# What you need to do
Exactly the lines from the top of the records below through the one containing "assert_eq!(inner.children.len(), 20);" must be set down, with no line added or dropped.

(Collected data)
========================================================================

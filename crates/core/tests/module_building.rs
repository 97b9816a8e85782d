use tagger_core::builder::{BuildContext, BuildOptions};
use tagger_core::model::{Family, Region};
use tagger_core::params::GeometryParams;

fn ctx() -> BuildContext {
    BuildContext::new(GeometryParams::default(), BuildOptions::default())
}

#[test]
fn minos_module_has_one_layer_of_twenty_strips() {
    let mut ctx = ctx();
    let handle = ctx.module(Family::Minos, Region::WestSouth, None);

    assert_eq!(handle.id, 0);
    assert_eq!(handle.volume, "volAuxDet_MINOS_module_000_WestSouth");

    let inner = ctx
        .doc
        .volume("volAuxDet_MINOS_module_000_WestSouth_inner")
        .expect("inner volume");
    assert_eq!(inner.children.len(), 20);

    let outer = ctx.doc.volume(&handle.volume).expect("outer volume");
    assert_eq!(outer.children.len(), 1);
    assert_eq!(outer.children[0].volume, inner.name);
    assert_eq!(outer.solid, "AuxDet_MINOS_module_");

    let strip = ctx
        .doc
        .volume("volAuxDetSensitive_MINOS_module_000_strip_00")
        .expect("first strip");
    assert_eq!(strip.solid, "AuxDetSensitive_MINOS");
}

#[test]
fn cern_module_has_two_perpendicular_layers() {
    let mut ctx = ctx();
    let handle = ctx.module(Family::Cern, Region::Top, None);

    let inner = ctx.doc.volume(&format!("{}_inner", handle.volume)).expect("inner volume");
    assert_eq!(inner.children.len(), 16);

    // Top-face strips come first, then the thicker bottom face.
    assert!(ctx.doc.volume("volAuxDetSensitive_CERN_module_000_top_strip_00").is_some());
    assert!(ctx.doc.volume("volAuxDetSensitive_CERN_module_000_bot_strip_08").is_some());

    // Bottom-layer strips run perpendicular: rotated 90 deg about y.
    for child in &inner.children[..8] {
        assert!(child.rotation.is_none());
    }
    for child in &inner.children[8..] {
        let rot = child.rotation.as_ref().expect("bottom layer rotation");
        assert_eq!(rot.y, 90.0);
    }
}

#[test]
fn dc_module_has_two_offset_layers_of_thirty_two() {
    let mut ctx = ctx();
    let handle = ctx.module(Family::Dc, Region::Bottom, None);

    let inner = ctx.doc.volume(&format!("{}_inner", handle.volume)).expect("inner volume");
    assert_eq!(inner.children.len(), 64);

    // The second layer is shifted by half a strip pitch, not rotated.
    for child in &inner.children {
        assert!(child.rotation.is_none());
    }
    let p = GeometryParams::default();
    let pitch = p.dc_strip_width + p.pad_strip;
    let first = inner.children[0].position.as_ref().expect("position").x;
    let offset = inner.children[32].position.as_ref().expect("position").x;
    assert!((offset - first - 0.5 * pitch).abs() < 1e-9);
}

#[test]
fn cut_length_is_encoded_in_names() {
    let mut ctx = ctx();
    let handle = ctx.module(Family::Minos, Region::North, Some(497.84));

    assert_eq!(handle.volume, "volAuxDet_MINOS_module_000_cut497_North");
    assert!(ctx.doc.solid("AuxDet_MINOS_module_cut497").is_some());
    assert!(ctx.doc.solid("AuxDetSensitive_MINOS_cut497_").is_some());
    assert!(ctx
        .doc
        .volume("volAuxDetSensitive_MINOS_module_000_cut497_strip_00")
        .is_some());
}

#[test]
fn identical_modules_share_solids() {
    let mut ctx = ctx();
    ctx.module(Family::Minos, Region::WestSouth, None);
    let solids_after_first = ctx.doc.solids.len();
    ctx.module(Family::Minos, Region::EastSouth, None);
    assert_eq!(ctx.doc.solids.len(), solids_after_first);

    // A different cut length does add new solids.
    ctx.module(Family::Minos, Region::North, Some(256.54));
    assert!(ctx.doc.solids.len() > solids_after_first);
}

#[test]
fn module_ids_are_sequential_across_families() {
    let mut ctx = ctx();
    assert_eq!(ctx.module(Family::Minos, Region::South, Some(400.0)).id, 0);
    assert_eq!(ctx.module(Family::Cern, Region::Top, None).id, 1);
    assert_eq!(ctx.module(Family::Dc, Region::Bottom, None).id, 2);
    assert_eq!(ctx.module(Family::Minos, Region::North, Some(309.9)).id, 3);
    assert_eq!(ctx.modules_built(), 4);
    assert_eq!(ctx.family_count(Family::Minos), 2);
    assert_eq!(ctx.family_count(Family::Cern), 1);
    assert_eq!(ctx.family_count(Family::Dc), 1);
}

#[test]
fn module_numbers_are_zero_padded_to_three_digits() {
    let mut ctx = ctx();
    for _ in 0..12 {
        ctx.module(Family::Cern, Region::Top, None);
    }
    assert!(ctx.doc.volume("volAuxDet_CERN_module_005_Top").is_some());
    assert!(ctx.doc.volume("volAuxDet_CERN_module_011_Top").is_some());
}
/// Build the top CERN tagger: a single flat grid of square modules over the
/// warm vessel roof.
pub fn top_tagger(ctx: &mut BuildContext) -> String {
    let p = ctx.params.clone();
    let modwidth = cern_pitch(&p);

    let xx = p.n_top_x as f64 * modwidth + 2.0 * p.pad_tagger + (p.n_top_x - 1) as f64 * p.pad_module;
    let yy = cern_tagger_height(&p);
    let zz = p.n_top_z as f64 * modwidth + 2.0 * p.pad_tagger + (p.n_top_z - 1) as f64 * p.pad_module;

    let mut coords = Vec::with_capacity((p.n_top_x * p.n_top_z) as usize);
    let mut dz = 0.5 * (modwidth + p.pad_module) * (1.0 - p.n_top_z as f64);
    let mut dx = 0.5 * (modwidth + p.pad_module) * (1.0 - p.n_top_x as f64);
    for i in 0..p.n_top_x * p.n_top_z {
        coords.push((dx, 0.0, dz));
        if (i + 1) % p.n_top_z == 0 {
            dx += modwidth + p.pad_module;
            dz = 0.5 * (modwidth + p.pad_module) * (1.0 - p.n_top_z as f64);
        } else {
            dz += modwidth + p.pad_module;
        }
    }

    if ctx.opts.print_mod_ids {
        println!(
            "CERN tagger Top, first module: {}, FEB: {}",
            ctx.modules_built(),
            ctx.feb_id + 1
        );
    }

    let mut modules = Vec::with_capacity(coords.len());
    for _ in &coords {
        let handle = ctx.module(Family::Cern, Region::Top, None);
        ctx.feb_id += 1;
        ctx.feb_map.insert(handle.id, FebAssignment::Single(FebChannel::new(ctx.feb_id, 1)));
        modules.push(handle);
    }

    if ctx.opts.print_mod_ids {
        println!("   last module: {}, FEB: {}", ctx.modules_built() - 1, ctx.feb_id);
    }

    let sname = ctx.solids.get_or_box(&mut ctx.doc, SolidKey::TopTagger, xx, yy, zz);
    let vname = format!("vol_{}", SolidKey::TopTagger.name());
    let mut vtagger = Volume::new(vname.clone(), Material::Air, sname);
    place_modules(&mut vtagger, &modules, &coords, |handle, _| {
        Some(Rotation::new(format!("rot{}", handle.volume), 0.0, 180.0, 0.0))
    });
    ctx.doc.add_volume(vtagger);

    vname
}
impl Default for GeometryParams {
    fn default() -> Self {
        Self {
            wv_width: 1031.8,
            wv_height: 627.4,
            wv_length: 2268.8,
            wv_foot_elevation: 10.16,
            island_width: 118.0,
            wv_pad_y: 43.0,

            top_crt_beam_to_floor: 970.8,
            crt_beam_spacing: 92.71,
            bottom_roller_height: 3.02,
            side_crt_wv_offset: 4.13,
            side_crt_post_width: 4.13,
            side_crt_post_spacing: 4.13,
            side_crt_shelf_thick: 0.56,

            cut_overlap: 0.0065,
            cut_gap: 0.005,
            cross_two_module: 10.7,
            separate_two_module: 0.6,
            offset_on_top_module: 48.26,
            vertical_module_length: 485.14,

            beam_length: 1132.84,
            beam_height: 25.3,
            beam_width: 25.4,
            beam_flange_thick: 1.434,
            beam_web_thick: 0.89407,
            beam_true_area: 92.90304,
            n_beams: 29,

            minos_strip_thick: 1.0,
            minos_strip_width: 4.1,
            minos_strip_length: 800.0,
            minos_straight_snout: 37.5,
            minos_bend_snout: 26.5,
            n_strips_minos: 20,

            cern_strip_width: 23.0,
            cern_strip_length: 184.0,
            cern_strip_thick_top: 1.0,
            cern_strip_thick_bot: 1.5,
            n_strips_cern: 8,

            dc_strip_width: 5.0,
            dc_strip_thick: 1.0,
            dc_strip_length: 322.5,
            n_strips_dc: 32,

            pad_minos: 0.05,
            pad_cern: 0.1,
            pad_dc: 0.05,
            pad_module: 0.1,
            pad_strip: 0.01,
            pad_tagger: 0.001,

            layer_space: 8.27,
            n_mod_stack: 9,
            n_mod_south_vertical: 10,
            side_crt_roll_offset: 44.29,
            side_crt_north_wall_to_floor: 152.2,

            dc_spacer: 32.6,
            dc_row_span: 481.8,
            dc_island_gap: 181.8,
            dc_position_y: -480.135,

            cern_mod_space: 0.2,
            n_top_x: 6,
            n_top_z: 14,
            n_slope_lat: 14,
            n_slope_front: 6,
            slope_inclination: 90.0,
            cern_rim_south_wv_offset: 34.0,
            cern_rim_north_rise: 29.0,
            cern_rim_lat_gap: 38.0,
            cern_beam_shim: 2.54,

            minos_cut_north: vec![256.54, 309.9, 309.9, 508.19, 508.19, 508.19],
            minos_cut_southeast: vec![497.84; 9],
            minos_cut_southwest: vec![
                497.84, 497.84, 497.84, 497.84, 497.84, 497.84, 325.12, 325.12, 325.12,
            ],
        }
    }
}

========================================================================

# Task solution
filename crates/core/tests/module_building.rs
repository 97b9816a8e85782d
use tagger_core::builder::{BuildContext, BuildOptions};
use tagger_core::model::{Family, Region};
use tagger_core::params::GeometryParams;

fn ctx() -> BuildContext {
    BuildContext::new(GeometryParams::default(), BuildOptions::default())
}

#[test]
fn minos_module_has_one_layer_of_twenty_strips() {
    let mut ctx = ctx();
    let handle = ctx.module(Family::Minos, Region::WestSouth, None);

    assert_eq!(handle.id, 0);
    assert_eq!(handle.volume, "volAuxDet_MINOS_module_000_WestSouth");

    let inner = ctx
        .doc
        .volume("volAuxDet_MINOS_module_000_WestSouth_inner")
        .expect("inner volume");
    assert_eq!(inner.children.len(), 20);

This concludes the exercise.